Eylemcileri adalet nöbetinin sekizinci gününde Mezopotamya Dil ve Kültür Araştırma Derneği’nin (MED-DER), Özgürlük için Hukukçular Derneği (ÖHD) Amed Şubesi, Türkiye İnsan Hakları Derneği (TİHV) Amed Temsilcisi Murat Aba ve yazar Hamit Dilbahar ziyaret etti.

 

MED-DER Eşbaşkanı Rıfat Roni, “10 yıldan bu yana bu yurtta cezaevlerinde kalan tutuklular insanlık dışı tutumlarla karşı karşıya. Bugün burada 355 cezaevi, 300 bine kadar çıkan tutuklu sayısı var. Bunlardan bin 604’ü hasta tutuklu, 605’i de ağır hasta. Bu hasta tutukluların cezaevinde kalmaması gerekiyor” dedi.

Roni, ailelerin taleplerinin insani olduğunun altını çizerek, “Bu taleplerin toplumun vicdanını da hareketlendireceğine inanıyorum. Dernek olarak söylüyoruz ki ailelerin ve tutukluların talepleri taleplerimizdir” ifadelerini kullandı.

 

Yazar Hamit Dilbahar, “Tutukluların temel talepleri özgür bir Kürdistan, demokratik bir Türkiye içindir” diye belirtti.

Dilbahar, “Bu sebeple edebiyatçılar, yazarlar ve Kürtlerin mücadelelerine gönül vermiş herkesi desteğe çağırıyoruz.

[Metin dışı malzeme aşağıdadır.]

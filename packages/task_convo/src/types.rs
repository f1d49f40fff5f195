use serde::{Deserialize, Serialize};
use serde_json::Value;
use std::fmt;

/// Opaque session identifier assigned by the backend.
#[derive(Debug, Clone, PartialEq, Eq, Hash, PartialOrd, Ord, Serialize, Deserialize)]
#[serde(transparent)]
pub struct SessionId(String);

impl SessionId {
    pub fn new(id: impl Into<String>) -> Self {
        Self(id.into())
    }

    pub fn as_str(&self) -> &str {
        &self.0
    }
}

impl fmt::Display for SessionId {
    fn fmt(&self, f: &mut fmt::Formatter<'_>) -> fmt::Result {
        f.write_str(&self.0)
    }
}

impl From<&str> for SessionId {
    fn from(id: &str) -> Self {
        Self(id.to_string())
    }
}

impl From<String> for SessionId {
    fn from(id: String) -> Self {
        Self(id)
    }
}

/// A conversation thread the user can open.
#[derive(Debug, Clone, PartialEq, Eq, Serialize, Deserialize)]
pub struct Session {
    pub id: SessionId,
    pub title: String,
}

impl Session {
    pub fn new(id: impl Into<SessionId>, title: impl Into<String>) -> Self {
        Self {
            id: id.into(),
            title: title.into(),
        }
    }
}

#[derive(Debug, Clone, Copy, PartialEq, Eq, PartialOrd, Ord, Hash, Serialize, Deserialize)]
#[serde(rename_all = "lowercase")]
pub enum Role {
    User,
    Assistant,
}

impl Role {
    /// Maps an explicit role tag. `user` and `human` are the local user;
    /// every other tag is the assistant.
    pub fn from_tag(tag: &str) -> Self {
        match tag.trim().to_lowercase().as_str() {
            "user" | "human" => Role::User,
            _ => Role::Assistant,
        }
    }

    pub fn as_str(&self) -> &'static str {
        match self {
            Role::User => "user",
            Role::Assistant => "assistant",
        }
    }
}

impl fmt::Display for Role {
    fn fmt(&self, f: &mut fmt::Formatter<'_>) -> fmt::Result {
        f.write_str(self.as_str())
    }
}

/// Canonical message: the shape every history row, push event, and local
/// draft converges to.
#[derive(Debug, Clone, PartialEq, Eq, Serialize, Deserialize)]
#[serde(rename_all = "camelCase")]
pub struct Message {
    pub text: String,
    pub role: Role,
    #[serde(default, skip_serializing_if = "Option::is_none")]
    pub session_id: Option<SessionId>,
}

impl Message {
    pub fn new(text: impl Into<String>, role: Role, session_id: Option<SessionId>) -> Self {
        Self {
            text: text.into(),
            role,
            session_id,
        }
    }

    pub fn is_from_user(&self) -> bool {
        self.role == Role::User
    }

    pub fn belongs_to(&self, session_id: &SessionId) -> bool {
        self.session_id.as_ref() == Some(session_id)
    }
}

/// Outgoing draft as emitted on the duplex channel: `{sessionId, text, role: "user"}`.
#[derive(Debug, Clone, PartialEq, Eq, Serialize, Deserialize)]
#[serde(rename_all = "camelCase")]
pub struct OutgoingEnvelope {
    pub session_id: SessionId,
    pub text: String,
    pub role: Role,
}

impl OutgoingEnvelope {
    pub fn new(session_id: SessionId, text: impl Into<String>) -> Self {
        Self {
            session_id,
            text: text.into(),
            role: Role::User,
        }
    }

    pub fn to_value(&self) -> Value {
        serde_json::json!({
            "sessionId": self.session_id.as_str(),
            "text": self.text,
            "role": self.role.as_str(),
        })
    }
}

Tüm kurumların bu direnişe ses vermesi gerekiyor. Direnişiniz direnişimizdir. Bu direniş büyüyecek ve her yere saçılacaktır” diye ekledi.

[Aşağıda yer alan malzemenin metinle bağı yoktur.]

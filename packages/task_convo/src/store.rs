//! Per-session conversation state.
//!
//! The store is owned by one event loop and mutated only there. It carries
//! no locks; ordering between a session switch and an in-flight result is
//! decided by the caller, which checks the owner before calling [`ConversationStore::seed`]
//! or [`ConversationStore::append`] and the store re-checks it.

use tracing::debug;

use crate::types::{Message, SessionId};

#[derive(Debug, Default, Clone)]
pub struct ConversationStore {
    session_id: Option<SessionId>,
    messages: Vec<Message>,
    seeded: bool,
    history_len: usize,
    loading: bool,
    typing: bool,
    error: Option<String>,
}

impl ConversationStore {
    pub fn new() -> Self {
        Self::default()
    }

    /// Clears every field and records the new owner (or none).
    pub fn reset(&mut self, session_id: Option<SessionId>) {
        *self = Self {
            session_id,
            ..Self::default()
        };
    }

    pub fn begin_load(&mut self) {
        self.loading = true;
    }

    /// Applies a history result for `session_id`.
    ///
    /// Discarded (returns `false`) if the store belongs to another session or
    /// has already been seeded since the last reset. History is placed ahead
    /// of anything appended while the load was in flight.
    pub fn seed(&mut self, session_id: &SessionId, history: Vec<Message>) -> bool {
        if self.session_id.as_ref() != Some(session_id) {
            debug!(%session_id, owner = ?self.session_id, "discarding history for inactive session");
            return false;
        }
        if self.seeded {
            debug!(%session_id, "discarding duplicate history seed");
            return false;
        }
        self.history_len = history.len();
        let live = std::mem::replace(&mut self.messages, history);
        self.messages.extend(live);
        self.seeded = true;
        self.loading = false;
        true
    }

    /// Records a failed history load. The list keeps whatever was appended
    /// live and gets no history.
    pub fn fail_load(&mut self, error: impl Into<String>) {
        self.loading = false;
        self.error = Some(error.into());
    }

    /// Adds one message to the end. Rejected when the store has no owner or
    /// the message names a different session.
    pub fn append(&mut self, message: Message) -> bool {
        let Some(owner) = self.session_id.as_ref() else {
            debug!("discarding message with no active session");
            return false;
        };
        if let Some(target) = message.session_id.as_ref()
            && target != owner
        {
            debug!(%target, %owner, "discarding message for another session");
            return false;
        }
        self.messages.push(message);
        true
    }

    pub fn set_typing(&mut self, typing: bool) {
        self.typing = typing;
    }

    pub fn set_error(&mut self, error: impl Into<String>) {
        self.error = Some(error.into());
    }

    pub fn clear_error(&mut self) {
        self.error = None;
    }

    pub fn session_id(&self) -> Option<&SessionId> {
        self.session_id.as_ref()
    }

    pub fn messages(&self) -> &[Message] {
        &self.messages
    }

    pub fn len(&self) -> usize {
        self.messages.len()
    }

    pub fn is_empty(&self) -> bool {
        self.messages.is_empty()
    }

    pub fn is_seeded(&self) -> bool {
        self.seeded
    }

    /// Number of leading messages that came from the history seed.
    pub fn history_len(&self) -> usize {
        self.history_len
    }

    pub fn loading(&self) -> bool {
        self.loading
    }

    pub fn typing(&self) -> bool {
        self.typing
    }

    pub fn error(&self) -> Option<&str> {
        self.error.as_deref()
    }
}

#[cfg(test)]
mod tests {
    use super::*;
    use crate::types::Role;

    fn sid(id: &str) -> SessionId {
        SessionId::from(id)
    }

    fn user(text: &str, session: &str) -> Message {
        Message::new(text, Role::User, Some(sid(session)))
    }

    fn assistant(text: &str, session: &str) -> Message {
        Message::new(text, Role::Assistant, Some(sid(session)))
    }

    #[test]
    fn reset_clears_everything() {
        let mut store = ConversationStore::new();
        store.reset(Some(sid("s1")));
        store.begin_load();
        store.append(user("hi", "s1"));
        store.set_typing(true);
        store.set_error("boom");

        store.reset(Some(sid("s2")));
        assert_eq!(store.session_id(), Some(&sid("s2")));
        assert!(store.is_empty());
        assert!(!store.loading());
        assert!(!store.typing());
        assert_eq!(store.error(), None);
        assert!(!store.is_seeded());

        store.reset(None);
        assert_eq!(store.session_id(), None);
    }

    #[test]
    fn seed_applies_only_for_owner() {
        let mut store = ConversationStore::new();
        store.reset(Some(sid("s2")));
        store.begin_load();

        assert!(!store.seed(&sid("s1"), vec![user("old", "s1")]));
        assert!(store.is_empty());
        assert!(store.loading());

        assert!(store.seed(&sid("s2"), vec![user("hi", "s2")]));
        assert_eq!(store.messages(), &[user("hi", "s2")]);
        assert!(!store.loading());
    }

    #[test]
    fn seed_only_once_per_activation() {
        let mut store = ConversationStore::new();
        store.reset(Some(sid("s1")));
        assert!(store.seed(&sid("s1"), vec![user("a", "s1")]));
        assert!(!store.seed(&sid("s1"), vec![user("b", "s1"), user("c", "s1")]));
        assert_eq!(store.len(), 1);
    }

    #[test]
    fn late_seed_keeps_live_messages_after_history() {
        let mut store = ConversationStore::new();
        store.reset(Some(sid("s1")));
        store.begin_load();
        store.append(assistant("pushed", "s1"));

        assert!(store.seed(&sid("s1"), vec![user("hi", "s1"), assistant("hello", "s1")]));
        let texts: Vec<&str> = store.messages().iter().map(|m| m.text.as_str()).collect();
        assert_eq!(texts, vec!["hi", "hello", "pushed"]);
        assert_eq!(store.history_len(), 2);

        store.reset(Some(sid("s1")));
        assert_eq!(store.history_len(), 0);
    }

    #[test]
    fn fail_load_keeps_list_and_records_error() {
        let mut store = ConversationStore::new();
        store.reset(Some(sid("s1")));
        store.begin_load();
        store.append(user("run it", "s1"));
        store.fail_load("backend unavailable");

        assert!(!store.loading());
        assert_eq!(store.error(), Some("backend unavailable"));
        assert_eq!(store.len(), 1);
    }

    #[test]
    fn append_rejects_foreign_and_ownerless() {
        let mut store = ConversationStore::new();
        assert!(!store.append(user("hi", "s1")));

        store.reset(Some(sid("s1")));
        assert!(!store.append(user("hi", "s2")));
        assert!(store.append(user("hi", "s1")));
        assert!(store.append(Message::new("untagged", Role::Assistant, None)));
        assert_eq!(store.len(), 2);
    }

    #[test]
    fn append_never_merges() {
        let mut store = ConversationStore::new();
        store.reset(Some(sid("s1")));
        store.append(user("run it", "s1"));
        store.append(user("run it", "s1"));
        store.append(assistant("run it", "s1"));
        assert_eq!(store.len(), 3);
    }

    #[test]
    fn error_and_typing_flags() {
        let mut store = ConversationStore::new();
        store.reset(Some(sid("s1")));
        store.set_typing(true);
        assert!(store.typing());
        store.set_error("x");
        assert_eq!(store.error(), Some("x"));
        store.clear_error();
        assert_eq!(store.error(), None);
    }
}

TİHV Amed Temsilcisi Murat Aba tutsakların maruz kaldığı uygulamalara dikkat çekerek, “Tutukların hastaneye gitmesi başlı başına bir sıkıntı. Protokole göre tutuklu olsalar bile muayene edildiklerinde içeride serbest olmaları, içeride polis ve ya jandarmanın olmaması gerekiyor. Ancak biz de görüyoruz ki hastalar tedavi edildiklerinde ellerinde kelepçeler dahi çıkarılmıyor. Bu tek başına bile insan hakları ihlalidir. İşkencedir” şeklinde konuştu.

“Elimizden ne geliyorsa yapacağız” diyen Aba,  “İstiyorlar ki ses çıkarmayan bir toplum olalım. Biz de sesimiz çıksın istiyoruz. Bu topluma sahip çıkmaktır. Biz de bu alanda diyoruz ki elimizden geleni yapacağız. Kimse bu zorbalıkla bir yerde kalamaz. Biz de yaşananları kaydetmek için buradayız. Geç olmadan umarım tutuklulara uygulanan hukuksuz bu tutumlar son bulur. Her daim size destek vermeye hazırız” şeklinde noktaladı.

 

Diyarbakır D Tipi Kapalı Cezaevi’nde bulunan Abdulselam Güler’in kardeşi İnci Güler ise ziyarete gelenlere şunları söyledi: “Anneleri, kardeşleri eşleri olarak ziyaretlere gidiyoruz. Ama gittiğimiz ziyaretlerde diğer tutuklularla konuşmamız bile yasak. Her hangi bir şekilde konuştuğumuzda bize görüş yasakları veriliyor. Bu yapılan zulümdür. Biz de insanız. Kendileri için af yasaları yapıyorlar. Adaletleri kendilerine olsun. Her daim telefonlarımız çalındığında acaba kötü bir haber mi gelecek cezaevinden diye korkuyoruz. Gözyaşlarımızı annelerimizden saklamaya çalışıyoruz ki daha fazla üzülmesinler. Pandemiyi bahane ettiler. Açık görüş yapmadılar. Ancak bakıyoruz ki bir sürü tutuklu korona oldu. Başımızı yastığa koyduğumuzda uyuyamıyoruz. Ziyaretleriniz bize yalnız olmadığımızı gösteriyor. Ama bir sürü tutuklu ailesi var onları da buraya davet ediyoruz.”